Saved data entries
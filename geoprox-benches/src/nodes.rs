//! Seeded synthetic node sets.
//!
//! Coordinates are drawn uniformly over the latitude and longitude ranges,
//! and each node is tagged as a place with a configurable probability.

use geoprox_core::{CoordinateError, Node, NodeKind};
use rand::{Rng, SeedableRng, rngs::SmallRng};
use thiserror::Error;

/// Errors raised while generating synthetic nodes.
#[derive(Clone, Debug, Error, PartialEq)]
pub enum SyntheticError {
    /// `count` was zero.
    #[error("node count must be greater than zero")]
    ZeroCount,
    /// `place_probability` was outside `[0, 1]` or not finite.
    #[error("place probability must lie within [0, 1], got {value}")]
    InvalidPlaceProbability {
        /// Value supplied by the caller.
        value: f64,
    },
    /// A generated coordinate was rejected.
    #[error(transparent)]
    Coordinate(#[from] CoordinateError),
}

/// Configuration for [`generate_nodes`].
#[derive(Clone, Debug)]
pub struct SyntheticNodesConfig {
    /// Number of nodes to generate.
    pub count: usize,
    /// Probability that a node is a [`NodeKind::Place`].
    pub place_probability: f64,
    /// RNG seed.
    pub seed: u64,
    /// Prefix for generated identifiers, so several sets can share a graph.
    pub id_prefix: &'static str,
}

impl SyntheticNodesConfig {
    /// Config with the default one-in-four place mix and `n` identifiers.
    #[must_use]
    pub const fn new(count: usize, seed: u64) -> Self {
        Self {
            count,
            place_probability: 0.25,
            seed,
            id_prefix: "n",
        }
    }
}

/// Generates `config.count` nodes with distinct identifiers.
///
/// The same config always yields the same nodes.
///
/// # Errors
/// Returns [`SyntheticError`] when the configuration is invalid.
///
/// # Examples
/// ```
/// use geoprox_benches::nodes::{SyntheticNodesConfig, generate_nodes};
///
/// let nodes = generate_nodes(&SyntheticNodesConfig::new(3, 7))?;
/// assert_eq!(nodes[2].id().as_str(), "n2");
/// # Ok::<(), geoprox_benches::nodes::SyntheticError>(())
/// ```
pub fn generate_nodes(config: &SyntheticNodesConfig) -> Result<Vec<Node>, SyntheticError> {
    if config.count == 0 {
        return Err(SyntheticError::ZeroCount);
    }
    if !(0.0..=1.0).contains(&config.place_probability) {
        return Err(SyntheticError::InvalidPlaceProbability {
            value: config.place_probability,
        });
    }

    let mut rng = SmallRng::seed_from_u64(config.seed);
    (0..config.count)
        .map(|index| {
            let lat = rng.gen_range(-90.0..=90.0);
            let long = rng.gen_range(-180.0..=180.0);
            let kind = if rng.gen_bool(config.place_probability) {
                NodeKind::Place
            } else {
                NodeKind::Article
            };
            Ok(Node::try_from_degrees(
                format!("{}{index}", config.id_prefix),
                lat,
                long,
                kind,
            )?)
        })
        .collect()
}

#[cfg(test)]
mod tests {
    use super::*;

    use geoprox_core::GeoGraph;
    use rstest::rstest;

    #[rstest]
    fn generation_is_deterministic() {
        let config = SyntheticNodesConfig::new(50, 11);
        let first = generate_nodes(&config).expect("valid config");
        let second = generate_nodes(&config).expect("valid config");
        assert_eq!(first, second);
    }

    #[rstest]
    #[case(0.0, 0)]
    #[case(1.0, 40)]
    fn place_probability_controls_kind_mix(#[case] probability: f64, #[case] places: usize) {
        let config = SyntheticNodesConfig {
            place_probability: probability,
            ..SyntheticNodesConfig::new(40, 3)
        };
        let nodes = generate_nodes(&config).expect("valid config");
        let count = nodes
            .iter()
            .filter(|node| node.kind() == NodeKind::Place)
            .count();
        assert_eq!(count, places);
    }

    #[rstest]
    fn prefixed_sets_can_share_a_graph() {
        let mut graph = GeoGraph::new();
        for (prefix, seed) in [("a", 1), ("b", 2)] {
            let config = SyntheticNodesConfig {
                id_prefix: prefix,
                ..SyntheticNodesConfig::new(10, seed)
            };
            graph
                .add_nodes(generate_nodes(&config).expect("valid config"))
                .expect("prefixes keep ids distinct");
        }
        assert_eq!(graph.len(), 20);
    }

    #[rstest]
    #[case::zero(SyntheticNodesConfig::new(0, 1), SyntheticError::ZeroCount)]
    #[case::probability(
        SyntheticNodesConfig { place_probability: 1.5, ..SyntheticNodesConfig::new(5, 1) },
        SyntheticError::InvalidPlaceProbability { value: 1.5 },
    )]
    fn invalid_configs_are_rejected(
        #[case] config: SyntheticNodesConfig,
        #[case] expected: SyntheticError,
    ) {
        assert_eq!(generate_nodes(&config), Err(expected));
    }
}
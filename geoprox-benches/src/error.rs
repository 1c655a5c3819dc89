//! Benchmark setup error type.
//!
//! Lets setup functions propagate failures with `?` instead of panicking
//! midway through a Criterion group.

use geoprox_core::GeoGraphError;

use crate::nodes::SyntheticError;

/// Errors that may occur during benchmark setup.
#[derive(Debug, thiserror::Error)]
pub enum BenchSetupError {
    /// Synthetic node generation failed.
    #[error("synthetic node generation failed: {0}")]
    Synthetic(#[from] SyntheticError),
    /// Building the graph under test failed.
    #[error("graph operation failed: {0}")]
    Graph(#[from] GeoGraphError),
}
//! Directed, distance-weighted relation between two nodes.

use crate::{distance::Distance, node::NodeId};

/// Outgoing edge stored in a node's adjacency list.
///
/// Edges are derived from endpoint coordinates and never mutated in place.
#[derive(Clone, Debug, PartialEq)]
#[cfg_attr(feature = "serde", derive(serde::Serialize, serde::Deserialize))]
pub struct Edge {
    dest: NodeId,
    distance: Distance,
}

impl Edge {
    pub(crate) const fn new(dest: NodeId, distance: Distance) -> Self {
        Self { dest, distance }
    }

    /// Destination node identifier.
    #[must_use]
    pub const fn dest(&self) -> &NodeId {
        &self.dest
    }

    /// Great-circle distance to the destination.
    #[must_use]
    pub const fn distance(&self) -> Distance {
        self.distance
    }
}

/// Edge list owned by a single node plus its sort mark.
#[derive(Clone, Debug, Default)]
pub(crate) struct Adjacency {
    edges: Vec<Edge>,
    sorted: bool,
}

impl Adjacency {
    pub(crate) fn with_capacity(capacity: usize) -> Self {
        Self {
            edges: Vec::with_capacity(capacity),
            sorted: false,
        }
    }

    pub(crate) fn edges(&self) -> &[Edge] {
        &self.edges
    }

    pub(crate) const fn is_sorted(&self) -> bool {
        self.sorted
    }

    pub(crate) fn push(&mut self, edge: Edge) {
        self.edges.push(edge);
        self.sorted = false;
    }

    /// Removes the edge pointing at `dest`, preserving the order of the rest.
    pub(crate) fn excise(&mut self, dest: &NodeId) -> Option<Edge> {
        let position = self.edges.iter().position(|edge| edge.dest() == dest)?;
        Some(self.edges.remove(position))
    }

    /// Stable ascending sort by distance; equal distances keep insertion order.
    pub(crate) fn sort(&mut self) {
        if !self.sorted {
            self.edges
                .sort_by(|left, right| left.distance().total_cmp(&right.distance()));
            self.sorted = true;
        }
    }

    pub(crate) fn invalidate(&mut self) {
        self.sorted = false;
    }

    #[cfg(test)]
    pub(crate) fn edges_mut(&mut self) -> &mut Vec<Edge> {
        &mut self.edges
    }

    #[cfg(test)]
    pub(crate) fn mark_sorted(&mut self) {
        self.sorted = true;
    }
}
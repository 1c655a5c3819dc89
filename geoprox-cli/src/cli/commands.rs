//! Command implementations and argument parsing for the geoprox CLI.

use std::io::{self, Write};
use std::num::NonZeroUsize;
use std::path::PathBuf;

use clap::{Args, Parser, Subcommand};
use geoprox_core::{
    BatchWindow, DEFAULT_RETENTION, Distance, Edge, GeoGraph, GeoGraphError, Node, NodeId,
    NodeKind,
};
use thiserror::Error;
use tracing::{Span, field, info, instrument};

use super::payload::load_payload;

const DEFAULT_BATCH_SIZE: NonZeroUsize = match NonZeroUsize::new(5) {
    Some(value) => value,
    None => NonZeroUsize::MIN,
};

/// Top-level CLI options parsed by [`clap`].
#[derive(Debug, Parser, Clone)]
#[command(name = "geoprox", about = "Query proximity between geotagged articles and places.")]
pub struct Cli {
    /// Command to execute.
    #[command(subcommand)]
    pub command: Command,
}

/// Supported CLI commands.
#[derive(Debug, Subcommand, Clone)]
pub enum Command {
    /// List nodes of one kind near a source node.
    Nearest(NearestArgs),
    /// Print a node's edges, nearest first.
    Edges(EdgesArgs),
    /// Replay the payload's articles as fetch cycles.
    Churn(ChurnArgs),
}

/// Options accepted by the `nearest` command.
#[derive(Debug, Args, Clone)]
pub struct NearestArgs {
    /// Path to the JSON payload.
    pub path: PathBuf,

    /// Identifier of the query source.
    #[arg(long)]
    pub source: String,

    /// Kind of node to return (`article` or `place`).
    #[arg(long)]
    pub kind: NodeKind,

    /// Inclusive search radius in kilometres.
    #[arg(long = "threshold-km", allow_negative_numbers = true)]
    pub threshold_km: f64,

    /// Return at most this many matches.
    #[arg(long, conflicts_with = "first")]
    pub limit: Option<usize>,

    /// Return only the nearest match.
    #[arg(long)]
    pub first: bool,
}

/// Options accepted by the `edges` command.
#[derive(Debug, Args, Clone)]
pub struct EdgesArgs {
    /// Path to the JSON payload.
    pub path: PathBuf,

    /// Identifier of the node whose edges are printed.
    #[arg(long)]
    pub source: String,
}

/// Options accepted by the `churn` command.
#[derive(Debug, Args, Clone)]
pub struct ChurnArgs {
    /// Path to the JSON payload.
    pub path: PathBuf,

    /// Articles inserted per cycle.
    #[arg(long = "batch-size", default_value_t = DEFAULT_BATCH_SIZE)]
    pub batch_size: NonZeroUsize,

    /// Number of batches kept live.
    #[arg(long, default_value_t = DEFAULT_RETENTION)]
    pub retention: NonZeroUsize,
}

/// Errors surfaced while executing CLI commands.
#[derive(Debug, Error)]
pub enum CliError {
    /// The payload file could not be read.
    #[error("failed to read `{path}`: {source}")]
    Io {
        /// Path that triggered the failure.
        path: PathBuf,
        /// Underlying operating system error.
        #[source]
        source: io::Error,
    },
    /// The payload was not valid JSON or had the wrong shape.
    #[error("failed to decode `{path}`: {source}")]
    Json {
        /// Path of the offending payload.
        path: PathBuf,
        /// Underlying decode failure.
        #[source]
        source: serde_json::Error,
    },
    /// Graph construction or a query failed.
    #[error(transparent)]
    Core(#[from] GeoGraphError),
}

/// A node matched by the `nearest` command.
#[derive(Debug, Clone, PartialEq)]
pub struct NearestMatch {
    /// The matching node.
    pub node: Node,
    /// Distance from the source.
    pub distance: Distance,
}

/// One line of `churn` output.
#[derive(Debug, Clone, Copy, PartialEq, Eq)]
pub struct CycleSummary {
    /// One-based cycle number.
    pub cycle: u64,
    /// Articles inserted this cycle.
    pub inserted: usize,
    /// Articles skipped because their id was already live.
    pub skipped: usize,
    /// Articles evicted this cycle.
    pub evicted: usize,
    /// Nodes live after the cycle.
    pub live: usize,
}

/// Summarises the outcome of executing a CLI command.
#[derive(Debug, Clone, PartialEq)]
pub enum ExecutionSummary {
    /// Result of `nearest`.
    Nearest {
        /// Query source.
        source: NodeId,
        /// Requested kind.
        kind: NodeKind,
        /// Matches, nearest first.
        matches: Vec<NearestMatch>,
    },
    /// Result of `edges`.
    Edges {
        /// Node whose edges were listed.
        source: NodeId,
        /// Edges, nearest first.
        edges: Vec<Edge>,
    },
    /// Result of `churn`.
    Churn {
        /// Configured retention.
        retention: NonZeroUsize,
        /// One entry per replayed cycle.
        cycles: Vec<CycleSummary>,
    },
}

/// Executes the CLI command represented by `cli`.
///
/// # Errors
/// Returns [`CliError`] when the payload cannot be loaded or the graph
/// rejects an operation.
///
/// # Examples
/// ```
/// # use std::error::Error;
/// # use geoprox_cli::cli::{Cli, Command, EdgesArgs, ExecutionSummary, run_cli};
/// # use tempfile::NamedTempFile;
/// #
/// # fn main() -> Result<(), Box<dyn Error>> {
/// let file = NamedTempFile::new()?;
/// std::fs::write(
///     file.path(),
///     r#"{"articles": [
///         {"slug": "a", "latlong": {"lat": 0.0, "long": 0.0}},
///         {"slug": "b", "latlong": {"lat": 0.0, "long": 1.0}}
///     ]}"#,
/// )?;
/// let cli = Cli {
///     command: Command::Edges(EdgesArgs {
///         path: file.path().to_path_buf(),
///         source: "a".into(),
///     }),
/// };
/// let ExecutionSummary::Edges { edges, .. } = run_cli(cli)? else {
///     unreachable!("edges command yields an edges summary");
/// };
/// assert_eq!(edges.len(), 1);
/// # Ok(())
/// # }
/// ```
#[instrument(name = "cli.run", err, skip(cli), fields(command = field::Empty))]
pub fn run_cli(cli: Cli) -> Result<ExecutionSummary, CliError> {
    let span = Span::current();
    match cli.command {
        Command::Nearest(args) => {
            span.record("command", "nearest");
            run_nearest(args)
        }
        Command::Edges(args) => {
            span.record("command", "edges");
            run_edges(args)
        }
        Command::Churn(args) => {
            span.record("command", "churn");
            run_churn(args)
        }
    }
}

#[instrument(
    name = "cli.nearest",
    err,
    skip(args),
    fields(source = %args.source, kind = %args.kind, threshold_km = args.threshold_km),
)]
pub(super) fn run_nearest(args: NearestArgs) -> Result<ExecutionSummary, CliError> {
    let mut graph = build_graph(load_payload(&args.path)?.into_nodes())?;
    let source = NodeId::new(args.source);
    let limit = if args.first { Some(1) } else { args.limit };

    let matches: Vec<NearestMatch> = graph
        .neighbours_of_kind(&source, args.kind, args.threshold_km)?
        .into_iter()
        .take(limit.unwrap_or(usize::MAX))
        .map(|neighbour| NearestMatch {
            node: neighbour.node.clone(),
            distance: neighbour.distance,
        })
        .collect();

    info!(matches = matches.len(), "nearest query completed");
    Ok(ExecutionSummary::Nearest {
        source,
        kind: args.kind,
        matches,
    })
}

#[instrument(name = "cli.edges", err, skip(args), fields(source = %args.source))]
pub(super) fn run_edges(args: EdgesArgs) -> Result<ExecutionSummary, CliError> {
    let mut graph = build_graph(load_payload(&args.path)?.into_nodes())?;
    let source = NodeId::new(args.source);
    let edges = graph.sorted_edges(&source)?.to_vec();
    info!(edges = edges.len(), "edge listing completed");
    Ok(ExecutionSummary::Edges { source, edges })
}

#[instrument(
    name = "cli.churn",
    err,
    skip(args),
    fields(batch_size = args.batch_size.get(), retention = args.retention.get()),
)]
pub(super) fn run_churn(args: ChurnArgs) -> Result<ExecutionSummary, CliError> {
    let articles = load_payload(&args.path)?.articles;
    let mut graph = GeoGraph::with_capacity(args.batch_size.get().saturating_mul(args.retention.get()));
    let mut window = BatchWindow::new(args.retention);

    let mut cycles = Vec::new();
    for batch in articles.chunks(args.batch_size.get()) {
        let report = window.advance(&mut graph, batch.to_vec())?;
        cycles.push(CycleSummary {
            cycle: report.cycle,
            inserted: report.inserted,
            skipped: report.skipped,
            evicted: report.evicted.len(),
            live: graph.len(),
        });
    }

    info!(cycles = cycles.len(), live = graph.len(), "churn replay completed");
    Ok(ExecutionSummary::Churn {
        retention: args.retention,
        cycles,
    })
}

fn build_graph(nodes: Vec<Node>) -> Result<GeoGraph, CliError> {
    let mut graph = GeoGraph::with_capacity(nodes.len());
    graph.add_nodes(nodes)?;
    Ok(graph)
}

/// Renders `summary` to `writer` as tab-separated text.
///
/// # Errors
/// Returns [`io::Error`] if writing to the supplied writer fails.
pub fn render_summary(summary: &ExecutionSummary, mut writer: impl Write) -> io::Result<()> {
    match summary {
        ExecutionSummary::Nearest {
            source,
            kind,
            matches,
        } => {
            writeln!(writer, "source: {source}")?;
            writeln!(writer, "kind: {kind}")?;
            writeln!(writer, "matches: {}", matches.len())?;
            for found in matches {
                writeln!(
                    writer,
                    "{}\t{}\t{:.3}\t{}",
                    found.node.id(),
                    found.node.kind(),
                    found.distance.value(),
                    found.node.label().unwrap_or("-"),
                )?;
            }
        }
        ExecutionSummary::Edges { source, edges } => {
            writeln!(writer, "source: {source}")?;
            writeln!(writer, "edges: {}", edges.len())?;
            for edge in edges {
                writeln!(writer, "{}\t{:.3}", edge.dest(), edge.distance().value())?;
            }
        }
        ExecutionSummary::Churn { retention, cycles } => {
            writeln!(writer, "retention: {retention}")?;
            for cycle in cycles {
                writeln!(
                    writer,
                    "cycle {}\tinserted {}\tskipped {}\tevicted {}\tlive {}",
                    cycle.cycle, cycle.inserted, cycle.skipped, cycle.evicted, cycle.live,
                )?;
            }
        }
    }
    Ok(())
}
//! Command-line interface orchestration for geoprox.
//!
//! Every command loads an article feed payload, builds a proximity graph from
//! it, and reports either neighbour queries or a replay of fetch cycles.

mod commands;
mod payload;

pub use commands::{
    ChurnArgs, Cli, CliError, Command, CycleSummary, EdgesArgs, ExecutionSummary, NearestArgs,
    NearestMatch, render_summary, run_cli,
};
pub use payload::{Payload, load_payload};

#[cfg(test)]
mod tests;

• **ACTION ITEM**
In the data above, retype exactly and only the lines between the one holding "operating system error." and the one holding "Matches, nearest first.", inclusive.

• **SOLUTION TO THIS EXERCISE**
        /// Underlying operating system error.
        #[source]
        source: io::Error,
    },
    /// The payload was not valid JSON or had the wrong shape.
    #[error("failed to decode `{path}`: {source}")]
    Json {
        /// Path of the offending payload.
        path: PathBuf,
        /// Underlying decode failure.
        #[source]
        source: serde_json::Error,
    },
    /// Graph construction or a query failed.
    #[error(transparent)]
    Core(#[from] GeoGraphError),
}

/// A node matched by the `nearest` command.
#[derive(Debug, Clone, PartialEq)]
pub struct NearestMatch {
    /// The matching node.
    pub node: Node,
    /// Distance from the source.
    pub distance: Distance,
}

/// One line of `churn` output.
#[derive(Debug, Clone, Copy, PartialEq, Eq)]
pub struct CycleSummary {
    /// One-based cycle number.
    pub cycle: u64,
    /// Articles inserted this cycle.
    pub inserted: usize,
    /// Articles skipped because their id was already live.
    pub skipped: usize,
    /// Articles evicted this cycle.
    pub evicted: usize,
    /// Nodes live after the cycle.
    pub live: usize,
}

/// Summarises the outcome of executing a CLI command.
#[derive(Debug, Clone, PartialEq)]
pub enum ExecutionSummary {
    /// Result of `nearest`.
    Nearest {
        /// Query source.
        source: NodeId,
        /// Requested kind.
        kind: NodeKind,
        /// Matches, nearest first.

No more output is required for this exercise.